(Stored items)

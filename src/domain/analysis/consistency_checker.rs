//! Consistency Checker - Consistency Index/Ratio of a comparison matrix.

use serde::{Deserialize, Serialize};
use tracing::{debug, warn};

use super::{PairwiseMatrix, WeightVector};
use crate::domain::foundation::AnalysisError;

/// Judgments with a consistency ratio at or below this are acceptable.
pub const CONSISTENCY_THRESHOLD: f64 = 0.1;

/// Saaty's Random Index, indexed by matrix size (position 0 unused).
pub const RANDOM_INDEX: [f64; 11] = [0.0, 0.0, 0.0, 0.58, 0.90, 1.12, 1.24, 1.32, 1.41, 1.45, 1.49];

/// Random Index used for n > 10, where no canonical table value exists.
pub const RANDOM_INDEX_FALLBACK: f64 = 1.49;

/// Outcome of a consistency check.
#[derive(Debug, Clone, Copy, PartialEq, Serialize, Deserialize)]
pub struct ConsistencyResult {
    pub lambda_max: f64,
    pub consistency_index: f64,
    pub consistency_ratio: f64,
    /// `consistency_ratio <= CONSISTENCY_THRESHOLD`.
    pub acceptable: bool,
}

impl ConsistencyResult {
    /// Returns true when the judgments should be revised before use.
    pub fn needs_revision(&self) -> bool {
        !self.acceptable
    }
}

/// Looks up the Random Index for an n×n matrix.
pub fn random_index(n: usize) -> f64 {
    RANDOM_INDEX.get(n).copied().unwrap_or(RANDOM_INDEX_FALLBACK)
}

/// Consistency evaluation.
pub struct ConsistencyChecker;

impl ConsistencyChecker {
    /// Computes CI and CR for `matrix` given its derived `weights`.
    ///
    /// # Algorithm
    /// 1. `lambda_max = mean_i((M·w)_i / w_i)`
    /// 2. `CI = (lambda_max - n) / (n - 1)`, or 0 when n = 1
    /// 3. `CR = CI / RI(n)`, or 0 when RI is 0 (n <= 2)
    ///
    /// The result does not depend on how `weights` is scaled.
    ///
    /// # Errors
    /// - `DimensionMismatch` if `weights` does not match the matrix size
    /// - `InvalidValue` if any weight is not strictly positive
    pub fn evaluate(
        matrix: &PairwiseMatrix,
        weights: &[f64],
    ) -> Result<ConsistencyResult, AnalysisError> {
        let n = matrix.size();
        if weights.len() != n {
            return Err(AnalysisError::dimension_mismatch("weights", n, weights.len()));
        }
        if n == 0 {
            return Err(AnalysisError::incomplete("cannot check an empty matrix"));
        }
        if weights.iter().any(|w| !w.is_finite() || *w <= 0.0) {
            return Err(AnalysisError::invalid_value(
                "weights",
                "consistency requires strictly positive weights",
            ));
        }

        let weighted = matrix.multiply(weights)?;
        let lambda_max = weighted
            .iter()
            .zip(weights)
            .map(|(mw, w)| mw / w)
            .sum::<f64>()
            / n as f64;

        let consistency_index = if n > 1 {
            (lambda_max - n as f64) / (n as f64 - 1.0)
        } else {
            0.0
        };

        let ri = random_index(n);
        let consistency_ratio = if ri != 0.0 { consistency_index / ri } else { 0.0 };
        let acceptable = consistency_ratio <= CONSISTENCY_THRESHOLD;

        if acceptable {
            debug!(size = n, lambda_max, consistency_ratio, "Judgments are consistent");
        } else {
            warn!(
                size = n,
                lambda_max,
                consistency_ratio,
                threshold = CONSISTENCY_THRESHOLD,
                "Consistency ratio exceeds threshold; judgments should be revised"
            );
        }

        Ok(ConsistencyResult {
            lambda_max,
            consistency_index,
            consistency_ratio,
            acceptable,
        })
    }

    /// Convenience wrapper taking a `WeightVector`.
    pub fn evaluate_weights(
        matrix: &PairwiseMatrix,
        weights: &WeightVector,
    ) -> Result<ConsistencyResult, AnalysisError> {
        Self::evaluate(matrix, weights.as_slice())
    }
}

==

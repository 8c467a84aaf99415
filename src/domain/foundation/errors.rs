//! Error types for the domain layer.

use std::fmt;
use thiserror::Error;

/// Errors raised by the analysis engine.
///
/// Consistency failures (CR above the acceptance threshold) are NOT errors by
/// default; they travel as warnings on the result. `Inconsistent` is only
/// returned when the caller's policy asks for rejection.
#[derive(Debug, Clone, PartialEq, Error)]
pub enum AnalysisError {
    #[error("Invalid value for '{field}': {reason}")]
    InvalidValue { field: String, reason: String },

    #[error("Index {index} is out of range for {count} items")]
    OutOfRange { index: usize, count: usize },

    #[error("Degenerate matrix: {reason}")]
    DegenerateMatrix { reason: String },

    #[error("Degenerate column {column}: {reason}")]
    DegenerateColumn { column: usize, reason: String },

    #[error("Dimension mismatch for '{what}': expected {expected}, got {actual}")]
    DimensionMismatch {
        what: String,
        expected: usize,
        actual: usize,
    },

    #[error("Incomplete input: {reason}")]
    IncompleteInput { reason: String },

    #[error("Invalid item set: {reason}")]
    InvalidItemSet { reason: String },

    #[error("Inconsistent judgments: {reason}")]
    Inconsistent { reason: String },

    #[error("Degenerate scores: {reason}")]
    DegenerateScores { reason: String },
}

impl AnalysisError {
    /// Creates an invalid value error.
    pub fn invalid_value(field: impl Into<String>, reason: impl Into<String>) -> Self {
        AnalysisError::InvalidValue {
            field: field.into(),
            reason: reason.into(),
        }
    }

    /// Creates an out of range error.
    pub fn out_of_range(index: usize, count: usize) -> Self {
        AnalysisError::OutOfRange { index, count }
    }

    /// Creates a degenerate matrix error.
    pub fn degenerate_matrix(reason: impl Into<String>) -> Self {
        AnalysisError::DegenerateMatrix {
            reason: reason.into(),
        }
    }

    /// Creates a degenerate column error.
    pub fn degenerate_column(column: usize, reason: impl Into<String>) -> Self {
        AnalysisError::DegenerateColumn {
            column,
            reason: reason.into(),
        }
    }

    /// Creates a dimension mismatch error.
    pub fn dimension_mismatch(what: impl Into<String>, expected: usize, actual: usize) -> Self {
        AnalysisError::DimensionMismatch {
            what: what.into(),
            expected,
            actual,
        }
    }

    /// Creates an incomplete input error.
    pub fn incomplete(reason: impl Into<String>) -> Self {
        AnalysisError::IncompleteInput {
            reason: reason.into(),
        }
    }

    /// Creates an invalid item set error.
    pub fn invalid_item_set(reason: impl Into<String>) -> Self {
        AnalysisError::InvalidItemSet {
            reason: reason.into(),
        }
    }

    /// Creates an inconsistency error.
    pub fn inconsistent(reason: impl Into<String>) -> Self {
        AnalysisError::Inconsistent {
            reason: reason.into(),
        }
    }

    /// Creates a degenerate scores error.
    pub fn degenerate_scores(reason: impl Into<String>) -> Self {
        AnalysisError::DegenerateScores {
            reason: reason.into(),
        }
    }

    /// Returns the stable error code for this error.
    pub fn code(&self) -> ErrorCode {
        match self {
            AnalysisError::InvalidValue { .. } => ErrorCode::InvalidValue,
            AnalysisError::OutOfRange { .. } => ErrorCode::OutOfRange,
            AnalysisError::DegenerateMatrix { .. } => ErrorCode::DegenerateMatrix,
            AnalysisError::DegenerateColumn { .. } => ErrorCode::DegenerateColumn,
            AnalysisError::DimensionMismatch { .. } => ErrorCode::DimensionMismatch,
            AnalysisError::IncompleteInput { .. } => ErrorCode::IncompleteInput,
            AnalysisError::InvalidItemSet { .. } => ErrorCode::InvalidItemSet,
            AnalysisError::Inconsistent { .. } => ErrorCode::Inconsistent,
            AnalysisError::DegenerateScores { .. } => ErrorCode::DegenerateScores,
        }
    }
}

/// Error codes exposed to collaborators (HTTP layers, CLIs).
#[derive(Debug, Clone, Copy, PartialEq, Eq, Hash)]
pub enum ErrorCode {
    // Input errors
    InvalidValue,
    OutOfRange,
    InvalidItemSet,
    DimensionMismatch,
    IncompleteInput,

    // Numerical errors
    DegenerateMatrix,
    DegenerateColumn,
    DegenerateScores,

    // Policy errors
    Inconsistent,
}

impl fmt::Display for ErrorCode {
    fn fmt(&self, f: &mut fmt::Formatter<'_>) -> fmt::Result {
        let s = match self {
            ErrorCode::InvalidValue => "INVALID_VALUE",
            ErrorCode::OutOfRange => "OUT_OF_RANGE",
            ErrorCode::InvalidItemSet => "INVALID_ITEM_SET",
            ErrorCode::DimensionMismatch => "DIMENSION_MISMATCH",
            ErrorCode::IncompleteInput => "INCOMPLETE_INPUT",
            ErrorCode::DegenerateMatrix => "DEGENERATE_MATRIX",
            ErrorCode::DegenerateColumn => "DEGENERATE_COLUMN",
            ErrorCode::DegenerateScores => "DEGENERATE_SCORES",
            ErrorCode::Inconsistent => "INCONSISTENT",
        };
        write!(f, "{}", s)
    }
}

* _THE PROBLEM_
Of the entries listed above, reproduce only the lines starting at the line containing "asks for rejection." and ending at the line containing "String, reason: String". Include both, exactly as they stand.

* _TASK ANSWER_
/// returned when the caller's policy asks for rejection.
#[derive(Debug, Clone, PartialEq, Error)]
pub enum AnalysisError {
    #[error("Invalid value for '{field}': {reason}")]
    InvalidValue { field: String, reason: String },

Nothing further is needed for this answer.